* Your assignment
Reproduce each line of the material that follows, word for word.

= Beginning of Section =

//! Payload encoding rules.

use std::collections::BTreeMap;

use http::header::CONTENT_TYPE;
use http::{HeaderMap, HeaderValue, Method};
use serde_json::Value;
use url::Url;

use super::{BodyFactory, EncodeError};

/// `Content-Type` injected for XML payloads when the caller set none.
pub const XML_CONTENT_TYPE: &str = "text/xml; charset=UTF-8";

/// The payload of one call.
#[derive(Debug, Clone, PartialEq)]
pub enum Payload {
    /// No payload.
    Empty,
    /// Structured payload: query parameters for body-less methods,
    /// JSON body otherwise. `Null` behaves like [`Payload::Empty`].
    Json(Value),
    /// Raw string, sent as a quoted JSON string (`foo` becomes `"foo"`).
    /// Ignored by body-less methods; an empty string sends no body.
    Text(String),
    /// Raw XML, sent byte-for-byte regardless of method.
    Xml(String),
}

impl Payload {
    /// Builds a structured payload from string pairs.
    pub fn from_pairs<I, K, V>(pairs: I) -> Self
    where
        I: IntoIterator<Item = (K, V)>,
        K: Into<String>,
        V: Into<String>,
    {
        let map = pairs
            .into_iter()
            .map(|(k, v)| (k.into(), Value::String(v.into())))
            .collect::<serde_json::Map<_, _>>();
        Self::Json(Value::Object(map))
    }
}

/// A request in wire form, ready for the pipeline.
#[derive(Debug, Clone)]
pub struct EncodedRequest {
    /// Final URL including any query parameters from the payload.
    pub url: Url,
    /// Caller headers plus any injected by the codec.
    pub headers: HeaderMap,
    /// Body source, `None` when the request has no body.
    pub body: Option<BodyFactory>,
    /// The body as text for logging; empty when there is no body.
    pub log_body: String,
}

/// Returns true for methods whose payload travels in the query string.
#[must_use]
pub fn is_query_method(method: &Method) -> bool {
    *method == Method::GET
        || *method == Method::DELETE
        || *method == Method::HEAD
        || *method == Method::OPTIONS
}

/// Encodes a payload for the given method and URL.
///
/// # Errors
///
/// Returns [`EncodeError::InvalidUrl`] if `url` does not parse,
/// [`EncodeError::QueryNotObject`] if a body-less method gets a
/// non-object JSON payload, and [`EncodeError::Json`] if serialization
/// fails.
pub fn encode(
    method: &Method,
    url: &str,
    payload: Payload,
    mut headers: HeaderMap,
) -> Result<EncodedRequest, EncodeError> {
    let mut url = Url::parse(url).map_err(|e| EncodeError::InvalidUrl {
        url: url.to_string(),
        reason: e.to_string(),
    })?;

    let body = match payload {
        Payload::Xml(xml) => {
            if !headers.contains_key(CONTENT_TYPE) {
                headers.insert(CONTENT_TYPE, HeaderValue::from_static(XML_CONTENT_TYPE));
            }
            Some(xml)
        }
        Payload::Empty | Payload::Json(Value::Null) => None,
        Payload::Json(value) if is_query_method(method) => {
            let Value::Object(fields) = value else {
                return Err(EncodeError::QueryNotObject {
                    method: method.clone(),
                });
            };
            apply_query(&mut url, &fields);
            None
        }
        Payload::Json(value) => Some(serde_json::to_string(&value)?),
        Payload::Text(_) if is_query_method(method) => None,
        Payload::Text(text) if text.is_empty() => None,
        Payload::Text(text) => Some(serde_json::to_string(&text)?),
    };

    Ok(match body {
        Some(text) => EncodedRequest {
            url,
            headers,
            body: Some(BodyFactory::from_bytes(text.clone().into_bytes())),
            log_body: text,
        },
        None => EncodedRequest {
            url,
            headers,
            body: None,
            log_body: String::new(),
        },
    })
}

/// Sets payload fields as query parameters.
///
/// Fields replace same-named parameters already in the URL; other
/// parameters are kept. The resulting query is sorted by key.
fn apply_query(url: &mut Url, fields: &serde_json::Map<String, Value>) {
    if fields.is_empty() {
        return;
    }

    let mut params: BTreeMap<String, Vec<String>> = BTreeMap::new();
    for (key, value) in url.query_pairs().into_owned() {
        params.entry(key).or_default().push(value);
    }
    for (key, value) in fields {
        params.insert(key.clone(), vec![query_value(value)]);
    }

    let mut query = url.query_pairs_mut();
    query.clear();
    for (key, values) in &params {
        for value in values {
            query.append_pair(key, value);
        }
    }
}

/// Renders a JSON value as a query parameter value.
fn query_value(value: &Value) -> String {
    match value {
        Value::String(s) => s.clone(),
        other => other.to_string(),
    }
}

= End of Section =

* Solution for this task
//! Payload encoding rules.

use std::collections::BTreeMap;

use http::header::CONTENT_TYPE;
use http::{HeaderMap, HeaderValue, Method};
use serde_json::Value;
use url::Url;

use super::{BodyFactory, EncodeError};

/// `Content-Type` injected for XML payloads when the caller set none.
pub const XML_CONTENT_TYPE: &str = "text/xml; charset=UTF-8";

/// The payload of one call.
#[derive(Debug, Clone, PartialEq)]
pub enum Payload {
    /// No payload.
    Empty,
    /// Structured payload: query parameters for body-less methods,
    /// JSON body otherwise. `Null` behaves like [`Payload::Empty`].
    Json(Value),
    /// Raw string, sent as a quoted JSON string (`foo` becomes `"foo"`).
    /// Ignored by body-less methods; an empty string sends no body.
    Text(String),
    /// Raw XML, sent byte-for-byte regardless of method.
    Xml(String),
}

impl Payload {
    /// Builds a structured payload from string pairs.
    pub fn from_pairs<I, K, V>(pairs: I) -> Self
    where
        I: IntoIterator<Item = (K, V)>,
        K: Into<String>,
        V: Into<String>,
    {
        let map = pairs
            .into_iter()
            .map(|(k, v)| (k.into(), Value::String(v.into())))
            .collect::<serde_json::Map<_, _>>();
        Self::Json(Value::Object(map))
    }
}

/// A request in wire form, ready for the pipeline.
#[derive(Debug, Clone)]
pub struct EncodedRequest {
    /// Final URL including any query parameters from the payload.
    pub url: Url,
    /// Caller headers plus any injected by the codec.
    pub headers: HeaderMap,
    /// Body source, `None` when the request has no body.
    pub body: Option<BodyFactory>,
    /// The body as text for logging; empty when there is no body.
    pub log_body: String,
}

/// Returns true for methods whose payload travels in the query string.
#[must_use]
pub fn is_query_method(method: &Method) -> bool {
    *method == Method::GET
        || *method == Method::DELETE
        || *method == Method::HEAD
        || *method == Method::OPTIONS
}

/// Encodes a payload for the given method and URL.
///
/// # Errors
///
/// Returns [`EncodeError::InvalidUrl`] if `url` does not parse,
/// [`EncodeError::QueryNotObject`] if a body-less method gets a
/// non-object JSON payload, and [`EncodeError::Json`] if serialization
/// fails.
pub fn encode(
    method: &Method,
    url: &str,
    payload: Payload,
    mut headers: HeaderMap,
) -> Result<EncodedRequest, EncodeError> {
    let mut url = Url::parse(url).map_err(|e| EncodeError::InvalidUrl {
        url: url.to_string(),
        reason: e.to_string(),
    })?;

    let body = match payload {
        Payload::Xml(xml) => {
            if !headers.contains_key(CONTENT_TYPE) {
                headers.insert(CONTENT_TYPE, HeaderValue::from_static(XML_CONTENT_TYPE));
            }
            Some(xml)
        }
        Payload::Empty | Payload::Json(Value::Null) => None,
        Payload::Json(value) if is_query_method(method) => {
            let Value::Object(fields) = value else {
                return Err(EncodeError::QueryNotObject {
                    method: method.clone(),
                });
            };
            apply_query(&mut url, &fields);
            None
        }
        Payload::Json(value) => Some(serde_json::to_string(&value)?),
        Payload::Text(_) if is_query_method(method) => None,
        Payload::Text(text) if text.is_empty() => None,
        Payload::Text(text) => Some(serde_json::to_string(&text)?),
    };

    Ok(match body {
        Some(text) => EncodedRequest {
            url,
            headers,
            body: Some(BodyFactory::from_bytes(text.clone().into_bytes())),
            log_body: text,
        },
        None => EncodedRequest {
            url,
            headers,
            body: None,
            log_body: String::new(),
        },
    })
}

/// Sets payload fields as query parameters.
///
/// Fields replace same-named parameters already in the URL; other
/// parameters are kept. The resulting query is sorted by key.
fn apply_query(url: &mut Url, fields: &serde_json::Map<String, Value>) {
    if fields.is_empty() {
        return;
    }

    let mut params: BTreeMap<String, Vec<String>> = BTreeMap::new();
    for (key, value) in url.query_pairs().into_owned() {
        params.entry(key).or_default().push(value);
    }
    for (key, value) in fields {
        params.insert(key.clone(), vec![query_value(value)]);
    }

    let mut query = url.query_pairs_mut();
    query.clear();
    for (key, values) in &params {
        for value in values {
            query.append_pair(key, value);
        }
    }
}

/// Renders a JSON value as a query parameter value.
fn query_value(value: &Value) -> String {
    match value {
        Value::String(s) => s.clone(),
        other => other.to_string(),
    }
}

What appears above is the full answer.